However, under stress conditions, the major of phage kinetic parameters were changed. For example, a period of host selection and extracellular diffusion of phage progeny to a host cell (te) can be extended, allowing the disturbance of all stages of the phage life cycle (You et al. 2002). This presumption can be explained by the destabilization of the phage growth cycle in relationship with the bacterial physiological state marked by the depletion of the host growth rate. Besides, Ben Said et al. (2010) suggested that the timing of phage-induced host cell lysis may be related to the host quantity and mainly quality. Indeed, to survive, phages were able to react and change their life cycle as a response to stress and as an adaptation strategy to maintain the chance of survival (Mudgal et al. 2006; Golec et al. 2011).

Moreover, in contact with slow-growing bacteria under starved conditions, the phage cycle development may be stopped (Łoś et al. 2003). To surmount this trouble, lysogenization is a strategy that can be adopted by some groups of bacteriophages. Accordingly, when host bacteria were perturbed by stress such as starvation, the lytic phage can adopt this strategy to persist. Consequently, the genome of the phage can be maintained in the host cell until the bacterium's growth resumes, and then a burst of progeny phage is produced. This maintenance of the phage genome in the cell, without its replication, is called pseudolysogeny (Łoś et al. 2003). It is known that the latent period is defined by the timing of phage-induced host cell lysis, which is typically under the control of a phage protein complex known as a holing (Abedon et al. 2001). The suspension of burst and the release of mature progeny phages with an extension of a latent period can be considered as a beneficial strategy to ensure the persistence of the phage and keep the bacterial host viable. In the same context, Erez et al. (2016) suggested that phages use a small-molecule communication system to coordinate lysis–lysogeny decisions.
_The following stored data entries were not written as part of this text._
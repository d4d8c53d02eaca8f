//! Event taxonomy shared between the authentication layer, the polling loop,
//! the sync engine, and whatever consumer renders the result.

use crate::lyrics::LyricLine;
use crate::playback::{PlaybackState, TrackInfo};
use std::time::Duration;
use tokio::sync::broadcast;

/// Events produced by the token lifecycle and the polling loop.
#[derive(Debug, Clone)]
pub enum PlayerEvent {
    /// Credentials are valid and the session is usable
    Authenticated,
    /// An interactive authorization flow has started
    AuthenticationStarted,
    /// An interactive authorization attempt finished
    AuthenticationFinished {
        success: bool,
        message: Option<String>,
    },
    /// The refresh token was rejected as permanently invalid; a new
    /// interactive flow is required
    ReauthenticationNeeded,
    /// The remote player moved to a different track
    TrackChanged(TrackInfo),
    /// Fresh playback snapshot; emitted every poll cycle while an item is
    /// loaded, even when nothing changed
    PlaybackUpdated(PlaybackState),
    /// The remote player no longer has an active item
    PlaybackStopped,
    /// Queue head after a track change (`None` when the queue is empty or
    /// could not be read)
    NextTrackAvailable(Option<TrackInfo>),
    /// The polling loop has fully stopped
    PollingStopped,
}

/// Events produced by the sync engine for the rendering layer.
#[derive(Debug, Clone)]
pub enum DisplayEvent {
    /// A new track started; lyric and banner state have been reset
    TrackStarted(TrackInfo),
    /// Transcript for the current track (empty when none was found)
    LyricsLoaded(Vec<LyricLine>),
    /// The active lyric line moved; `None` means before the first line
    ActiveLineChanged { index: Option<usize> },
    /// Displayed progress heartbeat, from polls and the local ticker alike
    Progress {
        position: Duration,
        duration: Duration,
    },
    /// The next-track banner became visible
    BannerShown(TrackInfo),
    /// Countdown fill for the visible banner, 0.0 to 1.0
    BannerCountdown { progress: f32 },
    /// The next-track banner was hidden
    BannerHidden,
    /// Playback stopped; all display state has been cleared
    PlaybackCleared,
}

/// Broadcast bus for [`PlayerEvent`]s.
///
/// Cloning shares the underlying channel. Send failures (no live receivers)
/// are ignored, as events are advisory.
#[derive(Debug, Clone)]
pub struct EventBus {
    tx: broadcast::Sender<PlayerEvent>,
}

impl EventBus {
    #[must_use]
    pub fn new() -> Self {
        let (tx, _) = broadcast::channel(64);
        Self { tx }
    }

    /// Subscribe to player events
    #[must_use]
    pub fn subscribe(&self) -> broadcast::Receiver<PlayerEvent> {
        self.tx.subscribe()
    }

    /// Emit a player event
    pub fn emit(&self, event: PlayerEvent) {
        let _ = self.tx.send(event);
    }
}

impl Default for EventBus {
    fn default() -> Self {
        Self::new()
    }
}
The depletion of free phage released in contact with a high density of starved bacteria could also be attributed to morphological change of the host cells. Indeed, Zeng et al. (2013) showed that the VBNC cells were smaller than the normal viable and culturable bacteria and tend to assemble as a response to stress conditions. In addition, Marsh et al. (1998) suggested that after starvation, and due to the bacteria's resistance to lysis, we must add a lysozyme into the DNA extraction method to allow more efficient DNA extraction. Consequently, the modification of bacterial shape after starvation could directly influence the phage cycle, mainly the latent period.
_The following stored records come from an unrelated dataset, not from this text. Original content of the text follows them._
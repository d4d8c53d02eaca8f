//! Duration conversion helpers with explicit saturation behavior.

use std::time::Duration;

/// Extension trait for safe Duration conversions.
pub trait DurationExt {
    /// Convert duration to seconds as u32, saturating at `u32::MAX`.
    ///
    /// Always sufficient for audio tracks; `u32::MAX` seconds is roughly
    /// 136 years.
    fn as_secs_u32(&self) -> u32;
}

impl DurationExt for Duration {
    fn as_secs_u32(&self) -> u32 {
        u32::try_from(self.as_secs()).unwrap_or(u32::MAX)
    }
}

#[cfg(test)]
mod tests {
    use super::*;

    #[test]
    fn test_as_secs_u32() {
        assert_eq!(Duration::from_secs(183).as_secs_u32(), 183);
    }

    #[test]
    fn test_as_secs_u32_saturates() {
        let duration = Duration::from_secs(u64::from(u32::MAX) + 1);
        assert_eq!(duration.as_secs_u32(), u32::MAX);
    }
}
Additionally, we cannot neglect the role of bacteria in delaying the achievement of the phage cycle. Indeed, the phage-host interactions can be controlled by quorum sensing (QS). Indeed, new knowledge continues to be revealed by the important role of quorum sensing in regulating phage susceptibility (Kamran et al. 2014; Saucedo-Mora et al. 2017).

QS is a bacterial cell-cell communication process that involves the production, detection, and response to extracellular signaling molecules called autoinducers (Rutherford & Bassler 2012). This communication system is often used to coordinate social behaviors such as virulence and biofilm formation across the population (Popat et al. 2015). In addition, Lazazzera (2000) suggested that under starvation conditions, quorum-sensing pathways converge with starvation-sensing pathways to regulate cell entry into the stationary phase.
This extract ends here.